The Earth Outlived the Hands that Held It
For Violin, Clarinet, and Piano
Premiered by Francesca Anderegg (violin), Jorge Montilla (clarinet), and Matthew McCright (piano) at the Schubert Club Courtroom Concert Series in April 2018.
“Now and then he’d glance down to the gullies of indefinable green funneling toward slivers of water that marked te depth and decline of the land. Cloud cover dwarfed distant cities and villages. Invader and invaded held on to their fistfuls of earth, but in the end, the earth outlived the hands that held it.”
Anthony Marra “A Constellation of Vital Phenomena” (pg. 238)

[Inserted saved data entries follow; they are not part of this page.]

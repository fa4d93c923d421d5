use std::future::Future;
use std::time::Duration;

use tokio::sync::watch;
use tokio::task::JoinHandle;
use tokio::time::{self, MissedTickBehavior};
use tracing::{debug, info, warn};

/// key: background-tasks
/// Owner of the periodic maintenance loops (rotation, sweeps, resets). Every
/// loop observes one shutdown channel and is awaited on `shutdown`.
pub struct BackgroundTasks {
    shutdown_tx: watch::Sender<bool>,
    handles: Vec<(&'static str, JoinHandle<()>)>,
}

impl Default for BackgroundTasks {
    fn default() -> Self {
        Self::new()
    }
}

impl BackgroundTasks {
    pub fn new() -> Self {
        let (shutdown_tx, _) = watch::channel(false);
        Self {
            shutdown_tx,
            handles: Vec::new(),
        }
    }

    /// Runs `tick` every `period`. The first tick fires one period after spawn.
    pub fn spawn_periodic<F, Fut>(&mut self, name: &'static str, period: Duration, mut tick: F)
    where
        F: FnMut() -> Fut + Send + 'static,
        Fut: Future<Output = anyhow::Result<()>> + Send + 'static,
    {
        let mut shutdown_rx = self.shutdown_tx.subscribe();
        let handle = tokio::spawn(async move {
            let mut ticker = time::interval_at(time::Instant::now() + period, period);
            ticker.set_missed_tick_behavior(MissedTickBehavior::Delay);
            loop {
                tokio::select! {
                    _ = ticker.tick() => {
                        if let Err(err) = tick().await {
                            warn!(?err, task = name, "background tick failed");
                        }
                    }
                    changed = shutdown_rx.changed() => {
                        if changed.is_err() || *shutdown_rx.borrow() {
                            debug!(task = name, "background task stopping");
                            break;
                        }
                    }
                }
            }
        });
        self.handles.push((name, handle));
    }

    pub fn len(&self) -> usize {
        self.handles.len()
    }

    pub fn is_empty(&self) -> bool {
        self.handles.is_empty()
    }

    pub async fn shutdown(self) {
        let _ = self.shutdown_tx.send(true);
        for (name, handle) in self.handles {
            if let Err(err) = handle.await {
                warn!(?err, task = name, "background task ended abnormally");
            }
        }
        info!("background tasks stopped");
    }
}
use std::process::Command;

use tempfile::tempdir;

const PASSPHRASE: &str = "a long enough passphrase";

fn seal_config() -> Command {
    let mut command = Command::new(env!("CARGO_BIN_EXE_seal-config"));
    command.current_dir(env!("CARGO_TARGET_TMPDIR"));
    command
}

#[test]
fn seals_and_opens_a_file() {
    let dir = tempdir().unwrap();
    let input = dir.path().join(".env");
    std::fs::write(&input, "MASTER_KEY_ENCRYPTION_KEY=deadbeef\n").unwrap();

    let status = seal_config()
        .env("CONFIG_PASSPHRASE", PASSPHRASE)
        .arg("seal")
        .arg(&input)
        .status()
        .expect("failed to run seal-config");
    assert!(status.success());

    let sealed = dir.path().join(".env.encrypted");
    let contents = std::fs::read_to_string(&sealed).unwrap();
    assert!(!contents.contains("deadbeef"));
    assert!(contents.contains("\"version\": 1"));
    let backups = std::fs::read_dir(dir.path())
        .unwrap()
        .filter_map(Result::ok)
        .filter(|entry| {
            let name = entry.file_name().to_string_lossy().to_string();
            name.starts_with(".env.backup.") && name.ends_with(".enc")
        })
        .count();
    assert_eq!(backups, 1);

    let restored = dir.path().join("restored.env");
    let status = seal_config()
        .env("CONFIG_PASSPHRASE", PASSPHRASE)
        .arg("open")
        .arg(&sealed)
        .arg("--output")
        .arg(&restored)
        .status()
        .expect("failed to run seal-config");
    assert!(status.success());
    assert_eq!(
        std::fs::read_to_string(&restored).unwrap(),
        "MASTER_KEY_ENCRYPTION_KEY=deadbeef\n"
    );
}

#[test]
fn refuses_short_passphrase() {
    let dir = tempdir().unwrap();
    let input = dir.path().join("app.conf");
    std::fs::write(&input, "x=1\n").unwrap();

    let output = seal_config()
        .env("CONFIG_PASSPHRASE", "short")
        .arg("seal")
        .arg(&input)
        .output()
        .expect("failed to run seal-config");
    assert!(!output.status.success());
    assert!(!dir.path().join("app.conf.encrypted").exists());
}

#[test]
fn wrong_passphrase_does_not_open() {
    let dir = tempdir().unwrap();
    let input = dir.path().join("app.conf");
    std::fs::write(&input, "x=1\n").unwrap();
    let status = seal_config()
        .env("CONFIG_PASSPHRASE", PASSPHRASE)
        .arg("seal")
        .arg(&input)
        .status()
        .expect("failed to run seal-config");
    assert!(status.success());

    let output = seal_config()
        .env("CONFIG_PASSPHRASE", "a different passphrase")
        .arg("open")
        .arg(dir.path().join("app.conf.encrypted"))
        .output()
        .expect("failed to run seal-config");
    assert!(!output.status.success());
    assert!(output.stdout.is_empty());
}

The title of this piece is drawn from Anthony Marra’s novel “A Constellation of Vital Phenomena.” This novel is a moving exploration of life under war. The characters in this story are not world leaders or “important” personalities,; they are the people caught in the edges of history: normal men and women trying to lead their normal lives. While this novel takes place in the midst of the Chechnyan War, its depiction of people trying to survive and hold on to their humanity inuring these extreme times reminded me of the current situation back home in my native Venezuela. To be clear, the two sets of circumstances are quite different, but the human toll is the same. People who have lost their connection to their humanity trying to remain whole as they make difficult decisions in a setting where morality and the law appear to have disappeared.
The music of this piece begins with a quiet, fragile motive that is present throughout the whole work. Out of this intimate texture emerges an echo of a tarantella-like passage: a faint reminder of brighter, simpler times. The music alternates between more atmospheric, liquid textures and a few memories of melodies and dances that materialize out of the textures. Particular among these is a broad, more romantic melody that appears several times throughout, never to truly assert itself on the narrative of the work. The goal of the piece is to create a sense of memories coming in and out of focus, trying to recreate the effort the characters make in the novel to remember their better times before the war, and how holding on to those moments can be the only available connection to their humanity during these times of crisis.